» **YOUR GOAL**
Word for word, set down the entries that follow.

» **INFORMATION GIVEN**

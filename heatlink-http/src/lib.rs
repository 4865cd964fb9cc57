//! Per-source HTTP client factory (§4.3).
//!
//! Adapters never open their own sockets (§6.1): the engine hands each
//! fetch attempt a [`reqwest::Client`] built by [`HttpClientFactory`],
//! already carrying the source's proxy, timeouts, redirect cap, user-agent
//! and TLS policy.

mod error;
mod factory;

pub use error::HttpClientError;
pub use factory::{ClientSpec, HttpClientFactory};
use std::fmt;

/// Stable, serializable classification of a fetch failure (§7).
///
/// `ErrorKind` is deliberately not the `std::error::Error` type any
/// component returns — it is the small `Copy` enum recorded in
/// `StatsOutcome` and surfaced to `GetNews` callers in `meta.error_kind`.
/// Every concrete error type in the engine's crates implements
/// `fn kind(&self) -> ErrorKind`.
#[derive(Debug, Clone, Copy, PartialEq, Eq, Hash, serde::Serialize, serde::Deserialize)]
#[serde(rename_all = "snake_case")]
pub enum ErrorKind {
    /// No adapter registered for the canonicalized source id.
    UnknownSource,
    /// A single-flight waiter exceeded its caller deadline.
    InFlightTimeout,
    /// No usable proxy and direct fallback disallowed.
    ProxyUnavailable,
    /// DNS/TCP/TLS/connect/read error, or a non-2xx HTTP status.
    Network,
    /// The adapter could not parse the response body.
    Parse,
    /// The adapter raised an unexpected internal error.
    AdapterInternal,
    /// The adapter observed HTTP 429 or an equivalent rate-limit signal.
    RateLimited,
    /// The operation was canceled externally (shutdown, caller cancel).
    Canceled,
    /// The effective deadline elapsed before completion.
    Timeout,
}

impl ErrorKind {
    /// The lowercase, snake_case wire form used in logs and `StatsOutcome`.
    pub fn as_str(&self) -> &'static str {
        match self {
            ErrorKind::UnknownSource => "unknown_source",
            ErrorKind::InFlightTimeout => "in_flight_timeout",
            ErrorKind::ProxyUnavailable => "proxy_unavailable",
            ErrorKind::Network => "network",
            ErrorKind::Parse => "parse",
            ErrorKind::AdapterInternal => "adapter_internal",
            ErrorKind::RateLimited => "rate_limited",
            ErrorKind::Canceled => "canceled",
            ErrorKind::Timeout => "timeout",
        }
    }
}

impl fmt::Display for ErrorKind {
    fn fmt(&self, f: &mut fmt::Formatter<'_>) -> fmt::Result {
        f.write_str(self.as_str())
    }
}

#[cfg(test)]
mod tests {
    use super::*;

    #[test]
    fn display_matches_wire_form() {
        assert_eq!(ErrorKind::RateLimited.to_string(), "rate_limited");
        assert_eq!(ErrorKind::UnknownSource.as_str(), "unknown_source");
    }
}
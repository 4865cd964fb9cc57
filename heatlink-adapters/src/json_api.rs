use std::collections::HashMap;

use async_trait::async_trait;
use heatlink_core::{NewsItem, SourceDescriptor};
use heatlink_registry::{Adapter, AdapterError, FetchContext};
use serde::Deserialize;
use serde_json::Value;
use tracing::{debug, warn};

use crate::config::parse_config;

/// Per-source configuration for [`JsonApiAdapter`] (§4.4): a request
/// template plus a JSONPath locating the item array and a field map of
/// `NewsItem` field name -> JSONPath relative to each item.
#[derive(Debug, Clone, Deserialize)]
pub struct JsonApiConfig {
    pub url: String,
    #[serde(default = "default_method")]
    pub method: String,
    #[serde(default)]
    pub headers: HashMap<String, String>,
    #[serde(default)]
    pub body: Option<Value>,
    #[serde(default = "default_items_path")]
    pub items_path: String,
    pub field_map: FieldMap,
}

fn default_method() -> String {
    "GET".to_string()
}

fn default_items_path() -> String {
    "$.items[*]".to_string()
}

/// Where each `NewsItem` field is read from within one extracted item
/// object. `title` and `url` are required; everything else is optional.
#[derive(Debug, Clone, Deserialize)]
pub struct FieldMap {
    pub title: String,
    pub url: String,
    #[serde(default)]
    pub original_id: Option<String>,
    #[serde(default)]
    pub summary: Option<String>,
    #[serde(default)]
    pub content: Option<String>,
    #[serde(default)]
    pub author: Option<String>,
    #[serde(default)]
    pub image_url: Option<String>,
    #[serde(default)]
    pub published_at: Option<String>,
}

/// Adapter for sources whose feed is a JSON API (§4.4): fetches the
/// configured request, locates the item array with a JSONPath expression,
/// and extracts each `NewsItem` field with one JSONPath per field.
pub struct JsonApiAdapter {
    descriptor: SourceDescriptor,
    config: JsonApiConfig,
}

impl JsonApiAdapter {
    pub fn new(descriptor: SourceDescriptor) -> Result<Self, AdapterError> {
        let config: JsonApiConfig = parse_config(&descriptor)?;
        Ok(Self { descriptor, config })
    }

    fn extract_field<'a>(item: &'a Value, path: &str) -> Option<&'a Value> {
        jsonpath_lib::select(item, path).ok()?.into_iter().next()
    }

    fn extract_string(item: &Value, path: &str) -> Option<String> {
        Self::extract_field(item, path).and_then(|v| v.as_str().map(str::to_string))
    }

    fn build_item(&self, item: &Value) -> Option<NewsItem> {
        let field_map = &self.config.field_map;
        let title = Self::extract_string(item, &field_map.title)?;
        let url = Self::extract_string(item, &field_map.url)?;

        let mut builder = NewsItem::builder(
            self.descriptor.source_id().clone(),
            self.descriptor.name.clone(),
            title,
            url,
        );

        if let Some(path) = &field_map.original_id {
            if let Some(id) = Self::extract_string(item, path) {
                builder = builder.original_id(id);
            }
        }
        if let Some(path) = &field_map.summary {
            if let Some(v) = Self::extract_string(item, path) {
                builder = builder.summary(v);
            }
        }
        if let Some(path) = &field_map.content {
            if let Some(v) = Self::extract_string(item, path) {
                builder = builder.content(v);
            }
        }
        if let Some(path) = &field_map.author {
            if let Some(v) = Self::extract_string(item, path) {
                builder = builder.author(v);
            }
        }
        if let Some(path) = &field_map.image_url {
            if let Some(v) = Self::extract_string(item, path) {
                builder = builder.image_url(v);
            }
        }
        if let Some(path) = &field_map.published_at {
            if let Some(raw) = Self::extract_string(item, path) {
                if let Ok(ts) = chrono::DateTime::parse_from_rfc3339(&raw) {
                    builder = builder.published_at(ts.with_timezone(&chrono::Utc));
                }
            }
        }

        Some(builder.build())
    }
}

#[async_trait]
impl Adapter for JsonApiAdapter {
    fn metadata(&self) -> &SourceDescriptor {
        &self.descriptor
    }

    async fn fetch(
        &self,
        ctx: &FetchContext,
        client: &reqwest::Client,
    ) -> Result<Vec<NewsItem>, AdapterError> {
        let method: reqwest::Method = self.config.method.parse().unwrap_or(reqwest::Method::GET);
        let mut request = client.request(method, &self.config.url);
        for (name, value) in &self.config.headers {
            request = request.header(name, value);
        }
        if let Some(body) = &self.config.body {
            request = request.json(body);
        }

        let response = tokio::time::timeout(
            std::time::Duration::from_millis(ctx.deadline_ms),
            request.send(),
        )
        .await
        .map_err(|_| AdapterError::Timeout)??;

        let response = response.error_for_status()?;
        let document: Value = response.json().await?;

        let items = jsonpath_lib::select(&document, &self.config.items_path)
            .map_err(|err| AdapterError::Parse(format!("items_path {}: {err}", self.config.items_path)))?;

        let mut news_items = Vec::with_capacity(items.len());
        for item in items {
            match self.build_item(item) {
                Some(news_item) => news_items.push(news_item),
                None => warn!(source_id = %self.descriptor.source_id(), "skipped item missing required fields"),
            }
        }

        debug!(source_id = %self.descriptor.source_id(), count = news_items.len(), "fetched json api source");
        Ok(news_items)
    }
}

» **RESPONSE FOR THIS EXERCISE**
filename heatlink-http/src/lib.rs
repository 4865cd964fb9cc57
//! Per-source HTTP client factory (§4.3).
//!
//! Adapters never open their own sockets (§6.1): the engine hands each
//! fetch attempt a [`reqwest::Client`] built by [`HttpClientFactory`],
//! already carrying the source's proxy, timeouts, redirect cap, user-agent
//! and TLS policy.

mod error;
mod factory;

pub use error::HttpClientError;
pub use factory::{ClientSpec, HttpClientFactory};
use std::fmt;

/// Stable, serializable classification of a fetch failure (§7).
///
/// `ErrorKind` is deliberately not the `std::error::Error` type any
/// component returns — it is the small `Copy` enum recorded in
/// `StatsOutcome` and surfaced to `GetNews` callers in `meta.error_kind`.
/// Every concrete error type in the engine's crates implements
/// `fn kind(&self) -> ErrorKind`.
#[derive(Debug, Clone, Copy, PartialEq, Eq, Hash, serde::Serialize, serde::Deserialize)]
#[serde(rename_all = "snake_case")]
pub enum ErrorKind {
    /// No adapter registered for the canonicalized source id.
    UnknownSource,
    /// A single-flight waiter exceeded its caller deadline.
    InFlightTimeout,
    /// No usable proxy and direct fallback disallowed.
    ProxyUnavailable,
    /// DNS/TCP/TLS/connect/read error, or a non-2xx HTTP status.
    Network,
    /// The adapter could not parse the response body.
    Parse,
    /// The adapter raised an unexpected internal error.
    AdapterInternal,
    /// The adapter observed HTTP 429 or an equivalent rate-limit signal.
    RateLimited,
    /// The operation was canceled externally (shutdown, caller cancel).
    Canceled,
    /// The effective deadline elapsed before completion.
    Timeout,
}

impl ErrorKind {
    /// The lowercase, snake_case wire form used in logs and `StatsOutcome`.
    pub fn as_str(&self) -> &'static str {
        match self {
            ErrorKind::UnknownSource => "unknown_source",
            ErrorKind::InFlightTimeout => "in_flight_timeout",
            ErrorKind::ProxyUnavailable => "proxy_unavailable",
            ErrorKind::Network => "network",
            ErrorKind::Parse => "parse",
            ErrorKind::AdapterInternal => "adapter_internal",
            ErrorKind::RateLimited => "rate_limited",
            ErrorKind::Canceled => "canceled",
            ErrorKind::Timeout => "timeout",
        }
    }
}

impl fmt::Display for ErrorKind {
    fn fmt(&self, f: &mut fmt::Formatter<'_>) -> fmt::Result {
        f.write_str(self.as_str())
    }
}

#[cfg(test)]
mod tests {
    use super::*;

    #[test]
    fn display_matches_wire_form() {
        assert_eq!(ErrorKind::RateLimited.to_string(), "rate_limited");
        assert_eq!(ErrorKind::UnknownSource.as_str(), "unknown_source");
    }
}
repository 4865cd964fb9cc57
filename heatlink-adapters/src/json_api.rs
use std::collections::HashMap;

use async_trait::async_trait;
use heatlink_core::{NewsItem, SourceDescriptor};
use heatlink_registry::{Adapter, AdapterError, FetchContext};
use serde::Deserialize;
use serde_json::Value;
use tracing::{debug, warn};

use crate::config::parse_config;

/// Per-source configuration for [`JsonApiAdapter`] (§4.4): a request
/// template plus a JSONPath locating the item array and a field map of
/// `NewsItem` field name -> JSONPath relative to each item.
#[derive(Debug, Clone, Deserialize)]
pub struct JsonApiConfig {
    pub url: String,
    #[serde(default = "default_method")]
    pub method: String,
    #[serde(default)]
    pub headers: HashMap<String, String>,
    #[serde(default)]
    pub body: Option<Value>,
    #[serde(default = "default_items_path")]
    pub items_path: String,
    pub field_map: FieldMap,
}

fn default_method() -> String {
    "GET".to_string()
}

fn default_items_path() -> String {
    "$.items[*]".to_string()
}

/// Where each `NewsItem` field is read from within one extracted item
/// object. `title` and `url` are required; everything else is optional.
#[derive(Debug, Clone, Deserialize)]
pub struct FieldMap {
    pub title: String,
    pub url: String,
    #[serde(default)]
    pub original_id: Option<String>,
    #[serde(default)]
    pub summary: Option<String>,
    #[serde(default)]
    pub content: Option<String>,
    #[serde(default)]
    pub author: Option<String>,
    #[serde(default)]
    pub image_url: Option<String>,
    #[serde(default)]
    pub published_at: Option<String>,
}

/// Adapter for sources whose feed is a JSON API (§4.4): fetches the
/// configured request, locates the item array with a JSONPath expression,
/// and extracts each `NewsItem` field with one JSONPath per field.
pub struct JsonApiAdapter {
    descriptor: SourceDescriptor,
    config: JsonApiConfig,
}

impl JsonApiAdapter {
    pub fn new(descriptor: SourceDescriptor) -> Result<Self, AdapterError> {
        let config: JsonApiConfig = parse_config(&descriptor)?;
        Ok(Self { descriptor, config })
    }

    fn extract_field<'a>(item: &'a Value, path: &str) -> Option<&'a Value> {
        jsonpath_lib::select(item, path).ok()?.into_iter().next()
    }

    fn extract_string(item: &Value, path: &str) -> Option<String> {
        Self::extract_field(item, path).and_then(|v| v.as_str().map(str::to_string))
    }

    fn build_item(&self, item: &Value) -> Option<NewsItem> {
        let field_map = &self.config.field_map;
        let title = Self::extract_string(item, &field_map.title)?;
        let url = Self::extract_string(item, &field_map.url)?;

        let mut builder = NewsItem::builder(
            self.descriptor.source_id().clone(),
            self.descriptor.name.clone(),
            title,
            url,
        );

        if let Some(path) = &field_map.original_id {
            if let Some(id) = Self::extract_string(item, path) {
                builder = builder.original_id(id);
            }
        }
        if let Some(path) = &field_map.summary {
            if let Some(v) = Self::extract_string(item, path) {
                builder = builder.summary(v);
            }
        }
        if let Some(path) = &field_map.content {
            if let Some(v) = Self::extract_string(item, path) {
                builder = builder.content(v);
            }
        }
        if let Some(path) = &field_map.author {
            if let Some(v) = Self::extract_string(item, path) {
                builder = builder.author(v);
            }
        }
        if let Some(path) = &field_map.image_url {
            if let Some(v) = Self::extract_string(item, path) {
                builder = builder.image_url(v);
            }
        }
        if let Some(path) = &field_map.published_at {
            if let Some(raw) = Self::extract_string(item, path) {
                if let Ok(ts) = chrono::DateTime::parse_from_rfc3339(&raw) {
                    builder = builder.published_at(ts.with_timezone(&chrono::Utc));
                }
            }
        }

        Some(builder.build())
    }
}

#[async_trait]
impl Adapter for JsonApiAdapter {
    fn metadata(&self) -> &SourceDescriptor {
        &self.descriptor
    }

    async fn fetch(
        &self,
        ctx: &FetchContext,
        client: &reqwest::Client,
    ) -> Result<Vec<NewsItem>, AdapterError> {
        let method: reqwest::Method = self.config.method.parse().unwrap_or(reqwest::Method::GET);
        let mut request = client.request(method, &self.config.url);
        for (name, value) in &self.config.headers {
            request = request.header(name, value);
        }
        if let Some(body) = &self.config.body {
            request = request.json(body);
        }

        let response = tokio::time::timeout(
            std::time::Duration::from_millis(ctx.deadline_ms),
            request.send(),
        )
        .await
        .map_err(|_| AdapterError::Timeout)??;

        let response = response.error_for_status()?;
        let document: Value = response.json().await?;

        let items = jsonpath_lib::select(&document, &self.config.items_path)
            .map_err(|err| AdapterError::Parse(format!("items_path {}: {err}", self.config.items_path)))?;

        let mut news_items = Vec::with_capacity(items.len());
        for item in items {
            match self.build_item(item) {
                Some(news_item) => news_items.push(news_item),
                None => warn!(source_id = %self.descriptor.source_id(), "skipped item missing required fields"),
            }
        }

        debug!(source_id = %self.descriptor.source_id(), count = news_items.len(), "fetched json api source");
        Ok(news_items)
    }
}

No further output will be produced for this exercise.